Bolstering their argument is the reality that it’s not just tuition that stops these students. It’s also the cost and inconvenience of traveling to a four-year program. Warren County Community College President William Austin says he recently talked with a prospective student’s family that earns a total of $10,000 per year. Their concern wasn’t paying Warren’s tuition, he says, but the fare for public transportation.
“These people didn’t know how they were going to pay for their kid to commute three towns over,” he said. “This will not hurt bachelor’s degree programs because these students would never make it that far.”
By failing to address the growing demand for healthcare, said John Larson of Ocean County College, the academic community also fails to meet the needs of the community With an aging population, demand for nurses is growing, and community college advocates maintain that regardless of what their written mission says, their real mission is to train a workforce to meet the needs of the local community.

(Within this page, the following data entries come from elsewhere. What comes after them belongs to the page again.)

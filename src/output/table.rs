use super::fields::{FieldSet, Record};
use tabled::{builder::Builder, settings::Style};

/// Renders records as a grid with one column per selected field.
pub fn render_table(records: &[Record], fields: &FieldSet) -> String {
    let mut builder = Builder::default();
    builder.push_record(fields.names().into_iter().map(String::from));

    for record in records {
        builder.push_record(
            fields
                .as_slice()
                .iter()
                .map(|field| record.get(*field).to_cell()),
        );
    }

    builder.build().with(Style::rounded()).to_string()
}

Larson said his county feels that need acutely, considering its large senior citizen population. Though he runs successful partnerships with several universities that grant bachelor’s degrees to his nursing students — including one with Kean University that brings Kean faculty and coursework right to his campus — he doesn’t believe in universities’ abilities to scale up their capacity to meet future demand as promised.
“It’s part of our strategy to have everything on our campus to serve one of the largest senior citizen populations on the East Coast,” he said. “We don’t see your glacial pace of expansion meeting the need of the hospitals, and we intend to provide our (services) as soon as possible.”

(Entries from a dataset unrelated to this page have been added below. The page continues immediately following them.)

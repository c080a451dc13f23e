//! WordPress install layout.
//!
//! Functions return `Option<PathBuf>`, with `None` when the location does
//! not exist under the given root.

use std::path::{Path, PathBuf};

/// Returns the plugins directory.
///
/// Location: `<root>/wp-content/plugins/`.
pub fn plugins_dir(root: &Path) -> Option<PathBuf> {
    existing(root.join("wp-content").join("plugins"))
}

/// Returns the themes directory.
///
/// Location: `<root>/wp-content/themes/`.
pub fn themes_dir(root: &Path) -> Option<PathBuf> {
    existing(root.join("wp-content").join("themes"))
}

/// Returns the file declaring the core version.
///
/// Location: `<root>/wp-includes/version.php`.
pub fn core_version_file(root: &Path) -> Option<PathBuf> {
    existing(root.join("wp-includes").join("version.php"))
}

/// Whether `root` looks like a WordPress install at all.
pub fn is_wordpress_root(root: &Path) -> bool {
    root.join("wp-content").is_dir() || root.join("wp-includes").is_dir()
}

fn existing(path: PathBuf) -> Option<PathBuf> {
    if path.exists() {
        Some(path)
    } else {
        None
    }
}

But opponents of the proposal warn it won’t be as easy as community colleges expect. They say it’s extraordinarily costly to establish a nursing program because of all the clinical requirements. Plus, finding qualified nursing faculty is difficult and expensive. Adding more programs would make the search even more competitive.

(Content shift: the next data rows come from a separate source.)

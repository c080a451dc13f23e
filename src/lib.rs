//! Check installed WordPress plugins, themes and core releases against a
//! vulnerability database.
//!
//! The [`Orchestrator`] drives a [`CheckingService`] for single packages,
//! whole package classes or an entire site, shows progress for long batch
//! checks and renders the findings in one of six [`OutputFormat`]s.
//!
//! ```
//! use soter::checker::{LocalChecker, VulnerabilityDatabase};
//! use soter::progress::BarReporter;
//! use soter::{CheckOptions, Orchestrator, OutputFormat, Package};
//!
//! let database = VulnerabilityDatabase::from_json(
//!     r#"{"plugins": {"akismet": {"vulnerabilities": [{"id": 8215, "title": "Stored XSS", "fixed_in": "3.1.5"}]}}}"#,
//! )?;
//! let installed = vec![Package::plugin("akismet").with_version("3.1.4")];
//! let orchestrator = Orchestrator::new(
//!     LocalChecker::new(database, installed),
//!     Box::new(BarReporter::new()),
//! );
//!
//! let options = CheckOptions::parse(OutputFormat::Ids, None, None)?;
//! let rendered = orchestrator.check_plugin("akismet", None, &options)?;
//! assert_eq!(rendered.as_str(), "8215");
//! # Ok::<(), Box<dyn std::error::Error>>(())
//! ```

pub mod checker;
pub mod command;
pub mod config;
pub mod error;
pub mod layout;
pub mod model;
pub mod output;
pub mod progress;
pub mod scanner;

pub use checker::{CheckScope, CheckingService, IgnoreList, ItemReport};
pub use command::{CheckOptions, Orchestrator};
pub use config::Config;
pub use error::{CheckError, CommandError, FieldError, ProgressError};
pub use model::{core_slug, Package, PackageType, Vulnerability, VulnerabilityCollection};
pub use output::{FieldSet, OutputFormat, Rendered};
pub use scanner::Scanner;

“This is a state that badly supports its public institutions,” said Montclair State University President Susan Cole. “Creating baccalaureate-level programs and higher is not something that can be done at the same cost as the lower levels and we’d need to think about that very seriously before we went in that direction.”
However, President Jon Connolly of Sussex County Community College, who hosts a branch of Passaic’s nursing school on his campus, says it’s the RN program that’s expensive to set up, not the higher levels.
“Students spend the first two years in clinical study so they learn how to perform the duties of nursing,” he said. “That’s the expensive part. The second half is classroom work where they learn subjects like ethics, administration.”
Union County College President Margaret McMenamin says the shift will happen eventually, especially considering that 22 other states have already made it.
“It’s the right thing to do. As the world changes, higher education must change along with it,” she said. “We’re not innovative with this. For once let’s get New Jersey moving forward.”
Rose says he expects the secretary of higher education to hire a consulting firm to study the matter then make up her mind deliberatively. A spokesperson for the secretary says she’ll start considering it once she’s received the official proposals from the colleges.